Canadian ophthalmologist and medical researcher

Sanjay Sharma (born 1967) is a Canadian ophthalmologist, epidemiologist, and Professor of ophthalmology and epidemiology at Queen's University. He currently serves as head of the retina service at Hotel Dieu Hospital. Sharma is known for developing MEDSKL, a free open access medical education (FOAMed) initiative, for medical students that is promoted through the Canadian Federation of Medical Students (CFMS) and used by medical students in more than 50 universities. As a result, the Association of Faculties of Medicine of Canada (AFMC) granted him the John Reudy award for innovation in medical education in 2017. He also received the Ontario Medical Association achievement award 2012 - Innovation in the field of Ophthalmology, an American academy of ophthalmology achievement award (2004) and the Ron Michaels Foundation award (1998).

==Career==
Sharma is an eye physician, a surgeon and a medical retina specialist whose main areas of research are macular degeneration.

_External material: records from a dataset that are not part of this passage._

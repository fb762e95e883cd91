use crate::error::CacheError;
use crate::heap::{EntryRef, EvictionHeap, HeapNode};
use crate::index::{CacheEntry, RangeIndex};
use bytes::Bytes;
use parking_lot::Mutex;
use std::collections::HashMap;
use std::sync::Arc;

/// Snapshot of engine counters.
#[derive(Clone, Debug, Default)]
pub struct CacheStats {
    pub hits: u64,
    pub misses: u64,
    pub evictions: u64,
    pub entries: usize,
    pub current_bytes: usize,
    pub max_bytes: usize,
}

/// Range-indexed LRU cache with a global byte budget.
///
/// Entries are contiguous byte spans keyed by source URL. Each source keeps
/// its spans sorted in a [`RangeIndex`]; one min-heap over last-access
/// ticks orders eviction across all sources. A single lock guards the
/// source map, the heap, and the byte counter — they must always move
/// together, and one lock rules out any ordering hazard between them.
///
/// Payload bytes are copied on the way in and on the way out; callers never
/// alias cache-owned storage.
pub struct CacheEngine {
    max_bytes: usize,
    state: Mutex<EngineState>,
}

#[derive(Default)]
struct EngineState {
    sources: HashMap<Arc<str>, RangeIndex>,
    heap: EvictionHeap,
    current_bytes: usize,
    clock: u64,
    next_id: u64,
    hits: u64,
    misses: u64,
    evictions: u64,
}

impl EngineState {
    /// Logical access clock. Strictly monotonic so recency comparisons
    /// never tie, unlike wall-clock seconds.
    fn tick(&mut self) -> u64 {
        self.clock += 1;
        self.clock
    }

    /// Evict least-recently-used entries until `needed` bytes of headroom
    /// exist. Whole entries only; an entry is never partially freed.
    ///
    /// Callers must ensure `needed <= max_bytes`. The heap draining before
    /// headroom is found means the one-node-per-entry pairing was broken,
    /// which is worth dying loudly for.
    fn evict(&mut self, needed: usize, max_bytes: usize) {
        while max_bytes - self.current_bytes < needed {
            let Some(node) = self.heap.pop_min() else {
                panic!(
                    "eviction heap drained with {} bytes of headroom still owed",
                    needed - (max_bytes - self.current_bytes)
                );
            };
            let victim = node.entry;

            let Some(index) = self.sources.get_mut(victim.source.as_ref()) else {
                panic!("eviction heap references unknown source {}", victim.source);
            };

            // Containment search first, per the index's lookup contract.
            // Under the overlapping-insert pathology it can land on a
            // different entry than this node tracks, so fall back to
            // identity to keep node and entry lifetimes paired.
            let slot = index
                .find(victim.start, victim.end)
                .filter(|&i| index.entry_at(i).id == victim.id)
                .or_else(|| index.position_of(victim.id));
            let Some(slot) = slot else {
                panic!("eviction heap references missing entry {}", victim.id);
            };

            let (freed, source_drained) = {
                let entry = index.remove(slot);
                (entry.size(), index.is_empty())
            };
            self.current_bytes -= freed;
            self.evictions += 1;

            tracing::debug!(
                source = %victim.source,
                start = victim.start,
                end = victim.end,
                freed,
                "evicted range"
            );

            if source_drained {
                self.sources.remove(victim.source.as_ref());
            }
        }
    }
}

impl CacheEngine {
    pub fn new(max_bytes: usize) -> Self {
        assert!(max_bytes > 0, "cache budget must be > 0");
        Self {
            max_bytes,
            state: Mutex::new(EngineState::default()),
        }
    }

    /// Budget expressed in megabytes, as the service config does.
    pub fn with_capacity_mb(mb: usize) -> Self {
        Self::new(mb * 1_000_000)
    }

    pub fn max_bytes(&self) -> usize {
        self.max_bytes
    }

    /// Stores a copy of `buffer` as the cached content of `[start, end)`
    /// for `source`, evicting least-recently-used entries (across all
    /// sources) as needed to respect the byte budget.
    pub fn put(&self, start: u64, end: u64, buffer: &[u8], source: &str) -> Result<(), CacheError> {
        if end <= start {
            return Err(CacheError::InvalidRange { start, end });
        }
        if buffer.len() as u64 != end - start {
            return Err(CacheError::LengthMismatch {
                start,
                end,
                len: buffer.len(),
            });
        }
        if source.is_empty() {
            return Err(CacheError::EmptySourceKey);
        }
        if buffer.len() > self.max_bytes {
            return Err(CacheError::TooLarge {
                len: buffer.len(),
                max_bytes: self.max_bytes,
            });
        }

        let mut state = self.state.lock();

        if state.current_bytes + buffer.len() > self.max_bytes {
            state.evict(buffer.len(), self.max_bytes);
        }

        let id = state.next_id;
        state.next_id += 1;
        let access = state.tick();
        let source_key: Arc<str> = Arc::from(source);

        state.heap.push(HeapNode {
            access,
            entry: EntryRef {
                id,
                source: Arc::clone(&source_key),
                start,
                end,
            },
        });
        state.current_bytes += buffer.len();
        state.sources.entry(source_key).or_default().insert(CacheEntry {
            id,
            start,
            end,
            payload: Bytes::copy_from_slice(buffer),
        });

        Ok(())
    }

    /// Returns a copy of the bytes for `[start, end)` if some cached entry
    /// for `source` fully contains the range, refreshing that entry's
    /// recency. Never mutates entry contents or positions.
    pub fn get(&self, start: u64, end: u64, source: &str) -> Result<Bytes, CacheError> {
        let mut state = self.state.lock();

        let found = match state.sources.get(source) {
            Some(index) => index.find(start, end).map(|slot| {
                let entry = index.entry_at(slot);
                let lo = (start - entry.start) as usize;
                let hi = (end - entry.start) as usize;
                (entry.id, Bytes::copy_from_slice(&entry.payload[lo..hi]))
            }),
            None => None,
        };

        match found {
            Some((id, bytes)) => {
                let access = state.tick();
                state.heap.touch(id, access);
                state.hits += 1;
                Ok(bytes)
            }
            None => {
                state.misses += 1;
                Err(CacheError::Miss)
            }
        }
    }

    pub fn stats(&self) -> CacheStats {
        let state = self.state.lock();
        CacheStats {
            hits: state.hits,
            misses: state.misses,
            evictions: state.evictions,
            entries: state.heap.len(),
            current_bytes: state.current_bytes,
            max_bytes: self.max_bytes,
        }
    }
}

Sharma is also an ophthalmologist and retina specialist at the Hotel Dieu Hospital in Kingston Ontario and serves as Research director in ophthalmology at Queen’s University. During his career, he served as a founding editor of the Evidence Based Ophthalmology, a journal published by Lippincott Williams & Wilkins; and InsiderMedicine.com, a physician powered news organization in 2006.